We just found out that surgery will be Friday (a day and a half away!) and it will pretty intense. It’s gonna be a 7 hour surgery with a team of surgeons that includes the surgeon we saw today, who we know is world class, and a world class plastic surgeon (and no, he doesn’t take requests for other procedures while I’m under. And no, his nurse did not find that funny). So anyway, this surgery will include some facial reconstruction where they will take some tissue from my thigh to put into my cheek where the one tumor is so that, no lie, my ear doesnt sink into my face. I can’t make this stuff up, people. They will have to remove a portion of my ear and the plastic surgeon will reconstruct it using tissue from my arm I think. They will remove 30-40 of my lymph nodes on the right side of my neck. I will have to stay in the hospital 6 days. And this is where I started to tear up. I just can’t imagine being away from my kids for that long. I know they could come visit with someone, but I don’t think they need to see mommy like that.

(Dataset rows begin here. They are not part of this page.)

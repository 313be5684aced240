//! Display language selection for generated content.

use serde::{Deserialize, Serialize};
use strum::{Display, EnumIter, EnumString};

/// The closed set of display languages a caller may request.
///
/// The selected language is forwarded verbatim to the generation prompts and
/// stored on saved projects. It constrains the language of generated display
/// text only; field names and structure are language-independent.
#[derive(
    Debug, Clone, Copy, PartialEq, Eq, Hash, Serialize, Deserialize, Display, EnumIter, EnumString,
)]
pub enum Language {
    English,
    Hindi,
    Bengali,
    Tamil,
    Telugu,
    Marathi,
    Spanish,
    French,
    German,
    Chinese,
    Japanese,
    Arabic,
    Russian,
    Portuguese,
    Korean,
}

impl Default for Language {
    fn default() -> Self {
        Language::English
    }
}

#[cfg(test)]
mod tests {
    use super::*;
    use std::str::FromStr;
    use strum::IntoEnumIterator;

    #[test]
    fn test_fifteen_languages() {
        assert_eq!(Language::iter().count(), 15);
    }

    #[test]
    fn test_display_round_trip() {
        for lang in Language::iter() {
            let text = lang.to_string();
            assert_eq!(Language::from_str(&text).unwrap(), lang);
        }
    }

    #[test]
    fn test_serde_uses_variant_name() {
        let json = serde_json::to_string(&Language::Japanese).unwrap();
        assert_eq!(json, "\"Japanese\"");
    }
}
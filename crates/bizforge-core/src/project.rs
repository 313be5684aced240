//! Saved project records (the vault format).

use chrono::Utc;
use serde::{Deserialize, Serialize};
use uuid::Uuid;

use crate::language::Language;
use crate::plan::StartupPlan;

/// One saved idea/plan pair in the vault.
#[derive(Debug, Clone, PartialEq, Serialize, Deserialize)]
#[serde(rename_all = "camelCase")]
pub struct SavedProject {
    pub id: String,
    pub name: String,
    pub idea: String,
    pub language: Language,
    pub created_at: String,
    pub plan: StartupPlan,
}

impl SavedProject {
    /// Wraps a freshly generated plan. The project name is taken from the
    /// plan's brand name, falling back to a placeholder when the model left
    /// it empty.
    pub fn from_plan(idea: impl Into<String>, language: Language, plan: StartupPlan) -> Self {
        let name = if plan.branding.name.trim().is_empty() {
            "Untitled Project".to_string()
        } else {
            plan.branding.name.clone()
        };
        Self {
            id: Uuid::new_v4().to_string(),
            name,
            idea: idea.into(),
            language,
            created_at: Utc::now().to_rfc3339(),
            plan,
        }
    }
}

#[cfg(test)]
mod tests {
    use super::*;
    use crate::testing::sample_plan;

    #[test]
    fn test_name_comes_from_branding() {
        let project = SavedProject::from_plan("surplus bread", Language::English, sample_plan());
        assert_eq!(project.name, "CrumbShare");
        assert_eq!(project.language, Language::English);
    }

    #[test]
    fn test_blank_brand_name_falls_back() {
        let mut plan = sample_plan();
        plan.branding.name = "  ".into();
        let project = SavedProject::from_plan("idea", Language::French, plan);
        assert_eq!(project.name, "Untitled Project");
    }

    #[test]
    fn test_vault_round_trip_preserves_nested_arrays() {
        let project = SavedProject::from_plan("surplus bread", Language::English, sample_plan());
        let json = serde_json::to_string(&project).unwrap();
        let restored: SavedProject = serde_json::from_str(&json).unwrap();
        assert_eq!(restored, project);
        assert!(!restored.plan.blueprint.user_personas.is_empty());
        assert!(!restored.plan.blueprint.competitive_landscape.is_empty());
        assert!(!restored.plan.financials.projections.is_empty());
        assert!(!restored.plan.gtm.channels.is_empty());
        assert!(!restored.plan.compliance.regulations.is_empty());
    }
}
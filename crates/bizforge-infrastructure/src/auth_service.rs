//! Resident-profile authentication service.
//!
//! Models a login/logout lifecycle over the local store. Exactly one profile
//! is resident at a time under a fixed key. Privileged access is decided by
//! the injected [`AdminPolicy`]; the default static policy is a deterministic
//! literal comparison and NOT a security boundary (see `bizforge_core::policy`).

use std::sync::Arc;

use bizforge_core::audit::RiskLevel;
use bizforge_core::error::Result;
use bizforge_core::policy::{AdminPolicy, StaticAdminPolicy};
use bizforge_core::user::UserProfile;

use crate::logger_service::LoggerService;
use crate::storage::{LocalStore, keys};

/// Display name given to profiles that pass the admin policy.
const ADMIN_DISPLAY_NAME: &str = "Platform Architect";

pub struct AuthService {
    store: LocalStore,
    logger: LoggerService,
    policy: Arc<dyn AdminPolicy>,
}

impl AuthService {
    /// Creates a service with the default static admin policy.
    pub fn new(store: LocalStore, logger: LoggerService) -> Self {
        Self::with_policy(store, logger, Arc::new(StaticAdminPolicy::default()))
    }

    /// Creates a service with a caller-supplied admin policy.
    pub fn with_policy(
        store: LocalStore,
        logger: LoggerService,
        policy: Arc<dyn AdminPolicy>,
    ) -> Self {
        Self {
            store,
            logger,
            policy,
        }
    }

    /// Logs a user in, replacing any resident profile.
    ///
    /// The second credential doubles as the display name for ordinary users;
    /// for a privileged match the profile gets a fixed admin display name.
    pub fn login(&self, email: &str, pass_or_name: &str) -> Result<UserProfile> {
        let is_admin = self.policy.is_privileged(email, pass_or_name);

        let name = if is_admin {
            ADMIN_DISPLAY_NAME
        } else {
            pass_or_name
        };
        let user = UserProfile::new(email, name, is_admin);

        self.store.write(keys::USER, &user)?;
        self.logger.log(
            email,
            "LOGIN_EVENT",
            &format!("Authenticated via local entry point. Admin: {is_admin}"),
            if is_admin {
                RiskLevel::High
            } else {
                RiskLevel::Low
            },
        )?;

        Ok(user)
    }

    /// Clears the resident profile.
    pub fn logout(&self) -> Result<()> {
        self.store.remove(keys::USER)
    }

    /// Reads the resident profile back, if any.
    pub fn current_user(&self) -> Option<UserProfile> {
        self.store.read(keys::USER)
    }

    /// Merges KYC fields into the resident profile.
    ///
    /// Returns the updated profile, or `None` when no profile is resident.
    pub fn update_kyc(
        &self,
        gov_id: &str,
        phone: &str,
        address: &str,
    ) -> Result<Option<UserProfile>> {
        let Some(mut user) = self.current_user() else {
            return Ok(None);
        };

        user.apply_kyc(gov_id.to_string(), phone.to_string(), address.to_string());
        self.store.write(keys::USER, &user)?;
        Ok(Some(user))
    }
}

And there’s even one more speedbump. My brain MRI showed an abnormality. No cancer, but a lesion that they need to check out and rule out an aneurism (sp??). He doesn’t think that’s what it is, but they have to rule it out.
So. This is where we are at. I know God is working in this because our surgeon just happened to have not one, but two cancellations for this Friday making enough time for the surgery. Also, the plastic surgeon who is working with him just happened to have written a paper about this exact reconstruction. Even our main surgeon was surprised to hear that when he called him while he was in the room with us. Also, I’m pretty sure my surgeon is a Christian. Maybe that would not matter to some people, but it does to me. When he was explaining the surgery, he says, “I just work here.” He looks up and says, “someone else is in control.” So. Awesome.
I know God is working in this. I can see it and I can feel it. It is absolutely tangible. But before all you kind people start calling me brave (which I’ve appreciated although not quite understood lol) just know that I feel anything but. I am only facing this because I have to. I feel scared, and sad, and small. But, I know God is here with me, and no matter my attitude going into this, His protection and provision will be the same.
Thank you all again so much for your prayers. This experience has blessed us so much in just how people are taking care of us and lifting us up in prayers. Thank you all for your support and love and to the anonymous and nonanonymous donors, thank you from the bottom of our hearts. Every scripture people give me, I look up. Everything people give me to read, I read. Every card we’ve gotten, I save and bring with me to appointments so I can read them while I wait. Thanks again. We would appreciate continued prayer support. Here we go! Love you guys!!